Records contained in a dataset:
***
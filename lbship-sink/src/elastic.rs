//! Elasticsearch `_bulk` client.
//!
//! Each batch becomes one NDJSON request:
//!
//! ```text
//! {"index":{"_index":"lbship-2024-05-01"}}
//! {"client":"10.0.0.5","method":"GET",...}
//! ```
//!
//! Nodes are used round-robin. A transport error or 5xx moves on to the next
//! node; every node is tried at most once per batch.

use crate::storage::{BulkOutcome, SinkError, Storage};
use async_trait::async_trait;
use lbship_core::AccessRecord;
use lbship_core::config::ElasticsearchConfig;
use lbship_core::error::ConfigError;
use serde::Deserialize;
use std::sync::atomic::{AtomicUsize, Ordering};
use std::time::Duration;
use tracing::{debug, warn};

const NDJSON: &str = "application/x-ndjson";

/// Error bodies are truncated to this many bytes in [`SinkError::Status`].
const MAX_ERROR_BODY: usize = 512;

pub struct ElasticClient {
    client: reqwest::Client,
    nodes: Vec<String>,
    next: AtomicUsize,
    username: Option<String>,
    password: Option<String>,
}

#[derive(Deserialize)]
struct BulkResponse {
    #[serde(default)]
    errors: bool,
    #[serde(default)]
    items: Vec<serde_json::Value>,
}

impl ElasticClient {
    pub fn new(config: &ElasticsearchConfig) -> Result<Self, ConfigError> {
        let mut nodes = Vec::with_capacity(config.nodes.len());
        for node in &config.nodes {
            reqwest::Url::parse(node)
                .map_err(|e| ConfigError::Storage(format!("invalid node URL {node:?}: {e}")))?;
            nodes.push(node.trim_end_matches('/').to_string());
        }
        if nodes.is_empty() {
            return Err(ConfigError::Storage("no storage nodes configured".into()));
        }

        let client = reqwest::Client::builder()
            .timeout(Duration::from_secs(config.timeout_secs))
            .gzip(true)
            .build()
            .map_err(|e| ConfigError::Storage(e.to_string()))?;

        Ok(Self {
            client,
            nodes,
            next: AtomicUsize::new(0),
            username: config.username.clone(),
            password: config.password.clone(),
        })
    }

    pub fn nodes(&self) -> &[String] {
        &self.nodes
    }

    async fn send_to(&self, node: &str, body: String) -> Result<BulkOutcome, SinkError> {
        let url = format!("{node}/_bulk");
        let mut req = self
            .client
            .post(&url)
            .header(reqwest::header::CONTENT_TYPE, NDJSON)
            .body(body);
        if let Some(ref user) = self.username {
            req = req.basic_auth(user, self.password.as_ref());
        }

        let resp = req.send().await.map_err(|e| SinkError::Transport {
            node: node.to_string(),
            reason: e.to_string(),
        })?;

        let status = resp.status();
        if !status.is_success() {
            let mut body = resp.text().await.unwrap_or_default();
            truncate_utf8(&mut body, MAX_ERROR_BODY);
            return Err(SinkError::Status {
                node: node.to_string(),
                status: status.as_u16(),
                body,
            });
        }

        let parsed: BulkResponse = resp.json().await.map_err(|e| SinkError::Response {
            node: node.to_string(),
            reason: e.to_string(),
        })?;
        Ok(outcome(&parsed))
    }
}

#[async_trait]
impl Storage for ElasticClient {
    async fn bulk(&self, index: &str, docs: &[AccessRecord]) -> Result<BulkOutcome, SinkError> {
        let body = bulk_body(index, docs)?;
        let start = self.next.fetch_add(1, Ordering::Relaxed);
        let mut last_err = None;

        for attempt in 0..self.nodes.len() {
            let node = &self.nodes[(start + attempt) % self.nodes.len()];
            match self.send_to(node, body.clone()).await {
                Ok(outcome) => {
                    if outcome.failed > 0 {
                        warn!(
                            node = %node,
                            index,
                            failed = outcome.failed,
                            indexed = outcome.indexed,
                            "Bulk request had rejected documents"
                        );
                    } else {
                        debug!(node = %node, index, count = outcome.indexed, "Bulk request indexed");
                    }
                    return Ok(outcome);
                }
                Err(e) if is_retryable(&e) => {
                    warn!(node = %node, error = %e, "Bulk request failed, trying next node");
                    last_err = Some(e);
                }
                Err(e) => return Err(e),
            }
        }

        Err(last_err.unwrap_or_else(|| SinkError::Transport {
            node: String::new(),
            reason: "no storage nodes".into(),
        }))
    }

    fn name(&self) -> &str {
        "elasticsearch"
    }
}

/// Render the NDJSON `_bulk` body. Always ends with a newline.
pub fn bulk_body(index: &str, docs: &[AccessRecord]) -> Result<String, SinkError> {
    let action = serde_json::to_string(&serde_json::json!({ "index": { "_index": index } }))?;
    let mut body = String::with_capacity(docs.len() * 384);
    for doc in docs {
        body.push_str(&action);
        body.push('\n');
        body.push_str(&serde_json::to_string(doc)?);
        body.push('\n');
    }
    Ok(body)
}

fn outcome(resp: &BulkResponse) -> BulkOutcome {
    if !resp.errors {
        return BulkOutcome {
            indexed: resp.items.len(),
            failed: 0,
        };
    }
    let failed = resp
        .items
        .iter()
        .filter(|item| {
            item.as_object()
                .and_then(|m| m.values().next())
                .is_some_and(|action| action.get("error").is_some())
        })
        .count();
    BulkOutcome {
        indexed: resp.items.len() - failed,
        failed,
    }
}

fn is_retryable(e: &SinkError) -> bool {
    match e {
        SinkError::Transport { .. } => true,
        SinkError::Status { status, .. } => *status >= 500 || *status == 429,
        _ => false,
    }
}

fn truncate_utf8(s: &mut String, max: usize) {
    if s.len() <= max {
        return;
    }
    let mut end = max;
    while !s.is_char_boundary(end) {
        end -= 1;
    }
    s.truncate(end);
}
***
--- WHAT THE TASK REQUIRES ---
Give the count of lines above that include the word "indexed", stating no other information.

--- REPLY TO THE TASK ---
4